§ **Your assignment**: Return nothing but the lines from the line containing "one classified message" through the last line of the records, reproduced exactly.
**** Entries shown ****
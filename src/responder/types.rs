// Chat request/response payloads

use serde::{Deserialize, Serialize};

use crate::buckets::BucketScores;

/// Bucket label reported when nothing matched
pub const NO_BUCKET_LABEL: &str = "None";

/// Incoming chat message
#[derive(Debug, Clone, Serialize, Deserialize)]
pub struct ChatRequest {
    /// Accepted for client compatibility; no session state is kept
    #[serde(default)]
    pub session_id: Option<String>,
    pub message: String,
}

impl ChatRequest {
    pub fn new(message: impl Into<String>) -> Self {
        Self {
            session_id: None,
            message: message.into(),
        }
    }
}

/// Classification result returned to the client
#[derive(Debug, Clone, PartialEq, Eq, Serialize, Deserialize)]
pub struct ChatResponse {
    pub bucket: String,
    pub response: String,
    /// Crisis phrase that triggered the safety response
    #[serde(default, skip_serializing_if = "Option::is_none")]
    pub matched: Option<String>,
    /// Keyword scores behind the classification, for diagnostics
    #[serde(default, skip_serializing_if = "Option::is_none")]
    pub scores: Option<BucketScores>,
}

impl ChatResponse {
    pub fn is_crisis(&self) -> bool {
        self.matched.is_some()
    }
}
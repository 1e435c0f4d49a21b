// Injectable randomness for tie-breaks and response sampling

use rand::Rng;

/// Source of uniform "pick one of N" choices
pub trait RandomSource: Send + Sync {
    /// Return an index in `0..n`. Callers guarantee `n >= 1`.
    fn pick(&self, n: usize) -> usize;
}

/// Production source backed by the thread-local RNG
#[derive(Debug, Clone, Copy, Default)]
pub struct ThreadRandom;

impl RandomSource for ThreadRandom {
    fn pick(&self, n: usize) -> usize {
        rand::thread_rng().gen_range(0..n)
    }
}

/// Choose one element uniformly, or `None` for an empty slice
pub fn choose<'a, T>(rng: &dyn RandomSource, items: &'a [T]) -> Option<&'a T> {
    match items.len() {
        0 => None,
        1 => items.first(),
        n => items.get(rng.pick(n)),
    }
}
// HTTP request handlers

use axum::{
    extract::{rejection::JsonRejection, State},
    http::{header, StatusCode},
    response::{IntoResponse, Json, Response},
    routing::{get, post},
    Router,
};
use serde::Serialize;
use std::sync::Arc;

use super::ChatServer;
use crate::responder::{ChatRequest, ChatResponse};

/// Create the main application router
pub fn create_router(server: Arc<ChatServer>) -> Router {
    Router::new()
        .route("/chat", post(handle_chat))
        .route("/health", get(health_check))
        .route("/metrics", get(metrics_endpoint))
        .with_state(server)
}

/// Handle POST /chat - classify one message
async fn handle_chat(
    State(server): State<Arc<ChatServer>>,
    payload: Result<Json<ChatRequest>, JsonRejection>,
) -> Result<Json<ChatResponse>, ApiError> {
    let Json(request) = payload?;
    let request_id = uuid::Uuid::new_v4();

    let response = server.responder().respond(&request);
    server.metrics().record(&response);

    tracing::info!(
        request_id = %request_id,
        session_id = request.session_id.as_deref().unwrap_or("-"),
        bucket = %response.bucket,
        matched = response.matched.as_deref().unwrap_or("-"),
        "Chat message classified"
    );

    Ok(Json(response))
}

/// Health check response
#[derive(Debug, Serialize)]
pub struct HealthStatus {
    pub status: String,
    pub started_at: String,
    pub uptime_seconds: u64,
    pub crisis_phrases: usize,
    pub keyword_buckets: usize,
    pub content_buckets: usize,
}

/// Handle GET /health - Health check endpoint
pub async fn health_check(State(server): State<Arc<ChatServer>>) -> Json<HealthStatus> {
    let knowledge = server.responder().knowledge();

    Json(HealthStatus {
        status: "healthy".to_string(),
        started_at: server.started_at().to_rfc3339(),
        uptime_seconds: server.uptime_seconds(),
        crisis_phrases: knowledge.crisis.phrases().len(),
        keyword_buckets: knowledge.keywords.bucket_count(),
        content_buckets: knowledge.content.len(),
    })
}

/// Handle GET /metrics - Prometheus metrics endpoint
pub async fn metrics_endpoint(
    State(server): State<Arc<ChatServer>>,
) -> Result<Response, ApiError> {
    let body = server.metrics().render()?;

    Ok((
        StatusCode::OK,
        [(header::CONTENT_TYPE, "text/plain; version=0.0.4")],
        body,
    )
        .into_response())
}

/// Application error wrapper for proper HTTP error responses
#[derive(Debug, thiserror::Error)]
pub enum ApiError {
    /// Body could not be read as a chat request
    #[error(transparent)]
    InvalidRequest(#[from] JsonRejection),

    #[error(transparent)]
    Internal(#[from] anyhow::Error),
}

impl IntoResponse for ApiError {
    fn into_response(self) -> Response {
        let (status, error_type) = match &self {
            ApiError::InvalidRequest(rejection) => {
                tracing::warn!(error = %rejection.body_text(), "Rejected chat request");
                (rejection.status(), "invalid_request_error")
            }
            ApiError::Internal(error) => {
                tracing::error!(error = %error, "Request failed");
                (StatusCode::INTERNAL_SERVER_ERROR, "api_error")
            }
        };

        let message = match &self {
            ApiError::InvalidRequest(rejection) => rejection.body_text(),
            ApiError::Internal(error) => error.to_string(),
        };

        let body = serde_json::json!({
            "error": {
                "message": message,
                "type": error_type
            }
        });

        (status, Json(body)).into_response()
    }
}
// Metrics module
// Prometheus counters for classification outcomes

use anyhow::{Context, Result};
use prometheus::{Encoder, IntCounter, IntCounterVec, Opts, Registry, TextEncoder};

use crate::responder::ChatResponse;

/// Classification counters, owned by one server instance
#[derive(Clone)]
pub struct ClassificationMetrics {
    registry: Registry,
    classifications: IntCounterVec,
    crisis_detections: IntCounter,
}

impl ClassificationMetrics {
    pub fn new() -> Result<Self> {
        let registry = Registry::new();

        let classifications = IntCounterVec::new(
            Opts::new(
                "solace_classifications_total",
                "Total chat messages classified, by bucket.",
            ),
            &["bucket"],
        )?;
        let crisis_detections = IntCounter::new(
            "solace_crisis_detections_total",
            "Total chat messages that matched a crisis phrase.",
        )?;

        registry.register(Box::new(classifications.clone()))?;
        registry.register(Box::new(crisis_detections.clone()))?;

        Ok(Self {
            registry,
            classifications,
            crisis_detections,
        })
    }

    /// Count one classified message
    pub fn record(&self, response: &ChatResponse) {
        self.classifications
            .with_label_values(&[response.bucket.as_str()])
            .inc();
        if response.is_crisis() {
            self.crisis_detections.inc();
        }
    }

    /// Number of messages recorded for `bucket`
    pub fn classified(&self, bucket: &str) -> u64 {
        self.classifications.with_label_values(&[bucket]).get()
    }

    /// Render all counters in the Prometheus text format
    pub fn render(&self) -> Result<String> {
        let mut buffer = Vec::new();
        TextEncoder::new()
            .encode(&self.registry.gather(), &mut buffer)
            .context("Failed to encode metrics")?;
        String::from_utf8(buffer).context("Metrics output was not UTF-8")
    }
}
****
§ **Reply**:
    /// Count one classified message
    pub fn record(&self, response: &ChatResponse) {
        self.classifications
            .with_label_values(&[response.bucket.as_str()])
            .inc();
        if response.is_crisis() {
            self.crisis_detections.inc();
        }
    }

    /// Number of messages recorded for `bucket`
    pub fn classified(&self, bucket: &str) -> u64 {
        self.classifications.with_label_values(&[bucket]).get()
    }

    /// Render all counters in the Prometheus text format
    pub fn render(&self) -> Result<String> {
        let mut buffer = Vec::new();
        TextEncoder::new()
            .encode(&self.registry.gather(), &mut buffer)
            .context("Failed to encode metrics")?;
        String::from_utf8(buffer).context("Metrics output was not UTF-8")
    }
}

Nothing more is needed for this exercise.